Building a Miracle Village in Haiti
Located 55 miles outside Port-au-Prince, the Love a Child Orphanage became a place of refuge for more than just children immediately after the earthquake. For several days, founders Bobby and Sherry Burnette transported the injured from the streets to a small hospital adjacent to their property, then opened their school classrooms for more additional patients when the hospital’s capacity overflowed.
Love a Child continues to grow as a refuge of hope. Plans now include creating a prototype sustainable community called Miracle Village with 500 new homes, a church, marketplace, chicken farm, clinic, some microbusinesses and more.
Love a Child dedicated its first phase of 50 new homes last November. The houses went to amputees and disaster victims who sought refuge after the earthquake and were involved in building and painting the homes.

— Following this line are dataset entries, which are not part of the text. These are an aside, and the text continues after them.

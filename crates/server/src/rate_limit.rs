//! Rate limiting middleware for HTTP requests.
//!
//! Resolves the client of every request, asks the limiter for a decision and translates it
//! to HTTP: informational headers on admitted responses, `429` on rejection, and the
//! configured store-failure policy when the limiter cannot decide.

use std::{
    fmt::Display,
    future::Future,
    net::SocketAddr,
    pin::Pin,
    sync::Arc,
    task::{Context, Poll},
};

use axum::{
    body::Body,
    extract::ConnectInfo,
    response::{IntoResponse, Response},
};
use config::StorageFailurePolicy;
use http::{HeaderName, HeaderValue, Request, StatusCode};
use opentelemetry::metrics::Counter;
use rate_limit::{ClientIdentifier, RateLimitDecision, RateLimitManager};
use telemetry::{KeyValue, metrics::RATE_LIMIT_DECISIONS};
use tower::Layer;

/// Maximum number of requests per window.
pub const X_RATELIMIT_LIMIT: &str = "x-ratelimit-limit";

/// Requests left in the current window.
pub const X_RATELIMIT_REMAINING: &str = "x-ratelimit-remaining";

const X_FORWARDED_FOR: &str = "x-forwarded-for";

#[derive(Clone)]
pub struct RateLimitLayer {
    manager: Arc<RateLimitManager>,
    trust_forwarded_for: bool,
    decisions: Counter<u64>,
}

impl RateLimitLayer {
    /// Builds the layer. The decision counter comes from the global meter, so telemetry must be
    /// initialized first.
    pub fn new(manager: Arc<RateLimitManager>, trust_forwarded_for: bool) -> Self {
        let meter = telemetry::metrics::meter();

        Self {
            manager,
            trust_forwarded_for,
            decisions: meter.u64_counter(RATE_LIMIT_DECISIONS).build(),
        }
    }
}

impl<Service> Layer<Service> for RateLimitLayer
where
    Service: Send + Clone,
{
    type Service = RateLimitService<Service>;

    fn layer(&self, next: Service) -> Self::Service {
        RateLimitService {
            next,
            manager: self.manager.clone(),
            trust_forwarded_for: self.trust_forwarded_for,
            decisions: self.decisions.clone(),
        }
    }
}

#[derive(Clone)]
pub struct RateLimitService<Service> {
    next: Service,
    manager: Arc<RateLimitManager>,
    trust_forwarded_for: bool,
    decisions: Counter<u64>,
}

impl<Service, ReqBody> tower::Service<Request<ReqBody>> for RateLimitService<Service>
where
    Service: tower::Service<Request<ReqBody>, Response = Response<Body>> + Send + Clone + 'static,
    Service::Future: Send,
    Service::Error: Display + 'static,
    ReqBody: http_body::Body + Send + 'static,
{
    type Response = Response<Body>;
    type Error = Service::Error;
    type Future = Pin<Box<dyn Future<Output = Result<Response<Body>, Self::Error>> + Send>>;

    fn poll_ready(&mut self, cx: &mut Context<'_>) -> Poll<Result<(), Self::Error>> {
        self.next.poll_ready(cx)
    }

    fn call(&mut self, req: Request<ReqBody>) -> Self::Future {
        let mut next = self.next.clone();
        let manager = self.manager.clone();
        let decisions = self.decisions.clone();
        let identifier = client_identifier(&req, self.trust_forwarded_for);

        if identifier.is_unknown() {
            log::debug!("Request carries no client address, counting it against the shared '{identifier}' client");
        }

        let record_outcome = move |outcome: &'static str| {
            decisions.add(1, &[KeyValue::new("rate_limit.outcome", outcome)]);
        };

        Box::pin(async move {
            let decision = match manager.evaluate(&identifier).await {
                Ok(decision) => decision,
                Err(error) => {
                    record_outcome("error");

                    return match manager.failure_policy() {
                        StorageFailurePolicy::Deny => {
                            log::error!("Rejecting request from '{identifier}', rate limiter unavailable: {error}");
                            Ok(service_unavailable())
                        }
                        StorageFailurePolicy::Allow => {
                            log::warn!("Admitting request from '{identifier}' without rate limiting: {error}");
                            next.call(req).await
                        }
                    };
                }
            };

            if !decision.allowed {
                record_outcome("denied");
                log::debug!("Request from '{identifier}' rejected due to rate limit");

                return Ok(too_many_requests());
            }

            record_outcome("allowed");

            let mut response = next.call(req).await?;
            insert_headers(&mut response, decision);

            Ok(response)
        })
    }
}

/// Identifies the client by the connection's peer address. The first `X-Forwarded-For`
/// entry is only consulted without a peer address, and only when trusted.
fn client_identifier<B>(req: &Request<B>, trust_forwarded_for: bool) -> ClientIdentifier {
    if let Some(ConnectInfo(addr)) = req.extensions().get::<ConnectInfo<SocketAddr>>() {
        return ClientIdentifier::from_ip(addr.ip());
    }

    let forwarded_for = req
        .headers()
        .get(X_FORWARDED_FOR)
        .filter(|_| trust_forwarded_for)
        .and_then(|value| value.to_str().ok());

    ClientIdentifier::resolve(None, forwarded_for)
}

fn insert_headers(response: &mut Response<Body>, decision: RateLimitDecision) {
    let headers = response.headers_mut();

    headers.insert(HeaderName::from_static(X_RATELIMIT_LIMIT), HeaderValue::from(decision.limit));
    headers.insert(HeaderName::from_static(X_RATELIMIT_REMAINING), HeaderValue::from(decision.remaining));
}

fn too_many_requests() -> Response<Body> {
    (
        StatusCode::TOO_MANY_REQUESTS,
        [(X_RATELIMIT_REMAINING, HeaderValue::from(0u32))],
        "Too Many Requests",
    )
        .into_response()
}

fn service_unavailable() -> Response<Body> {
    (StatusCode::SERVICE_UNAVAILABLE, "Rate limiter unavailable").into_response()
}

Each 16-by-20-foot house was built of wood instead of concrete, meets Florida hurricane codes, has solar lighting and contains three main rooms plus a porch’s roomy by Haitian standards.
“The new owners thought they’d be sharing their homes with one family for each room,” says Mark Ostrander, a Florida builder helping to design the new community. Each house costs about $5,000 to build. “Although that’s higher than most of the housing going up in Haiti … our homes can last 20 to 40 years,” Ostrander says.
Plans are underway to construct the other 450 homes. The ministries of Jentezen Franklin and Joyce Meyer intend to build 100 homes each.